[ACTION ITEM]
In the listing below, write out exactly each line from the first through the one containing "the analysis orchestrator.".

[PROVIDED INFORMATION]
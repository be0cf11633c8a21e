//! A single measurement taken in the real world.

use num_complex::Complex64;

/// Samples below this magnitude count as reflection-free when guessing the
/// left gate position.
const REFLECTION_FREE_ZONE_LIMIT: f64 = 1e-4;

/// Minimum distance (in samples) between the impulse peak and anything that
/// can count as the first reflection.
const REFLECTION_GUARD: usize = 40;

/// Frequency-domain data attached to measurements whose source format
/// delivers an already-analysed response (e.g. near field scanner exports)
/// rather than time-domain samples.
#[derive(Debug, Clone, PartialEq)]
pub struct FrequencyResponse {
    /// Frequencies in Hz, ascending.
    pub freqs: Vec<f64>,
    /// SPL in dB at each frequency.
    pub spl: Vec<f64>,
}

/// One impulse response recorded at a horizontal/vertical angle pair.
///
/// Raw `samples` are owned exclusively by the measurement; `gated_samples`
/// and the FFT cache are derived state managed by the analysis orchestrator.
/// The FFT cache is only ever valid for the current `gated_samples` - any
/// re-gate clears it.
#[derive(Debug, Clone)]
pub struct Measurement {
    name: String,
    h: f64,
    v: f64,
    sample_rate: u32,
    samples: Vec<f64>,
    gated_samples: Vec<f64>,
    fft_cache: Option<(Vec<Complex64>, usize)>,
    response: Option<FrequencyResponse>,
}

impl Measurement {
    /// Create a measurement from time-domain samples.
    pub fn new(name: impl Into<String>, h: f64, v: f64, sample_rate: u32, samples: Vec<f64>) -> Self {
        Self {
            name: name.into(),
            h,
            v,
            sample_rate,
            samples,
            gated_samples: Vec::new(),
            fft_cache: None,
            response: None,
        }
    }

    /// Create a measurement from an already-analysed frequency response.
    pub fn from_response(
        name: impl Into<String>,
        h: f64,
        v: f64,
        response: FrequencyResponse,
    ) -> Self {
        Self {
            name: name.into(),
            h,
            v,
            sample_rate: 0,
            samples: Vec::new(),
            gated_samples: Vec::new(),
            fft_cache: None,
            response: Some(response),
        }
    }

    /// The source file name (without extension).
    pub fn name(&self) -> &str {
        &self.name
    }

    /// Horizontal angle in degrees.
    pub fn h(&self) -> f64 {
        self.h
    }

    /// Vertical angle in degrees.
    pub fn v(&self) -> f64 {
        self.v
    }

    /// Sample rate in Hz (0 for frequency-domain measurements).
    pub fn sample_rate(&self) -> u32 {
        self.sample_rate
    }

    /// Raw time-domain samples.
    pub fn samples(&self) -> &[f64] {
        &self.samples
    }

    /// Gated samples, zero-padded back to the full sample length. Empty
    /// until a window has been applied.
    pub fn gated_samples(&self) -> &[f64] {
        &self.gated_samples
    }

    /// Frequency-domain payload for pre-analysed formats.
    pub fn response(&self) -> Option<&FrequencyResponse> {
        self.response.as_ref()
    }

    /// Number of raw samples.
    pub fn len(&self) -> usize {
        self.samples.len()
    }

    /// True when the measurement carries no time-domain samples.
    pub fn is_empty(&self) -> bool {
        self.samples.is_empty()
    }

    /// The smallest sample value.
    pub fn min(&self) -> f64 {
        self.samples.iter().copied().fold(f64::INFINITY, f64::min)
    }

    /// The largest sample value.
    pub fn max(&self) -> f64 {
        self.samples
            .iter()
            .copied()
            .fold(f64::NEG_INFINITY, f64::max)
    }

    /// Index of the peak sample value.
    pub fn peak_index(&self) -> usize {
        self.samples
            .iter()
            .enumerate()
            .filter(|(_, x)| !x.is_nan())
            .max_by(|(_, a), (_, b)| a.total_cmp(b))
            .map_or(0, |(i, _)| i)
    }

    /// A guess at where to put the left gate: walk back from the peak until
    /// the signal drops into the reflection-free zone.
    pub fn start_index(&self) -> usize {
        if self.samples.is_empty() {
            return 0;
        }
        let peak = self.peak_index();
        for (offset, x) in self.samples[..=peak].iter().rev().enumerate() {
            if x.abs() < REFLECTION_FREE_ZONE_LIMIT {
                return peak - offset;
            }
        }
        0
    }

    /// A guess at the location of the first reflection: the first prominent
    /// local maximum past the guard zone after the peak, else the last
    /// sample.
    pub fn first_reflection_index(&self) -> usize {
        if self.samples.is_empty() {
            return 0;
        }
        let peak = self.peak_index();
        let threshold = self.samples[peak].abs() * 0.05;
        let tail = &self.samples[peak..];
        for i in 1..tail.len().saturating_sub(1) {
            if i > REFLECTION_GUARD
                && tail[i].abs() > threshold
                && tail[i].abs() > tail[i - 1].abs()
                && tail[i].abs() >= tail[i + 1].abs()
            {
                return peak + i;
            }
        }
        self.len().saturating_sub(1)
    }

    /// The display name, e.g. `H10V0`.
    pub fn display_name(&self) -> String {
        format!("H{}V{}", self.h, self.v)
    }

    /// Apply a gate to the measurement: multiply `samples[left..right]` by
    /// the window and zero-pad the result back to the full sample length so
    /// all measurements share one x-axis. Invalidates the FFT cache.
    pub fn gate(&mut self, left: usize, right: usize, window: &[f64]) {
        let left = left.min(self.samples.len());
        let right = right.clamp(left, self.samples.len());
        let mut gated = vec![0.0; self.samples.len()];
        for (i, (s, w)) in self.samples[left..right].iter().zip(window).enumerate() {
            gated[left + i] = s * w;
        }
        self.gated_samples = gated;
        self.fft_cache = None;
    }

    /// Drop the gate and any spectrum derived from it.
    pub fn clear_gate(&mut self) {
        self.gated_samples.clear();
        self.fft_cache = None;
    }

    /// The cached spectrum, if one was computed from the current gate.
    pub fn fft_cache(&self) -> Option<(&[Complex64], usize)> {
        self.fft_cache.as_ref().map(|(c, n)| (c.as_slice(), *n))
    }

    /// Store the spectrum computed from the current `gated_samples`.
    pub fn set_fft(&mut self, spectrum: Vec<Complex64>, fft_points: usize) {
        self.fft_cache = Some((spectrum, fft_points));
    }

    /// The angle-negated counterpart of this measurement, sharing the same
    /// data. Used to reconstruct a full sweep from a half sweep.
    pub fn mirror(&self) -> Self {
        let mut m = self.clone();
        m.h = -self.h;
        m.v = -self.v;
        m
    }
}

[EXERCISE ANSWER]
repository be0cf11633c8a21e
//! A single measurement taken in the real world.

use num_complex::Complex64;

/// Samples below this magnitude count as reflection-free when guessing the
/// left gate position.
const REFLECTION_FREE_ZONE_LIMIT: f64 = 1e-4;

/// Minimum distance (in samples) between the impulse peak and anything that
/// can count as the first reflection.
const REFLECTION_GUARD: usize = 40;

/// Frequency-domain data attached to measurements whose source format
/// delivers an already-analysed response (e.g. near field scanner exports)
/// rather than time-domain samples.
#[derive(Debug, Clone, PartialEq)]
pub struct FrequencyResponse {
    /// Frequencies in Hz, ascending.
    pub freqs: Vec<f64>,
    /// SPL in dB at each frequency.
    pub spl: Vec<f64>,
}

/// One impulse response recorded at a horizontal/vertical angle pair.
///
/// Raw `samples` are owned exclusively by the measurement; `gated_samples`
/// and the FFT cache are derived state managed by the analysis orchestrator.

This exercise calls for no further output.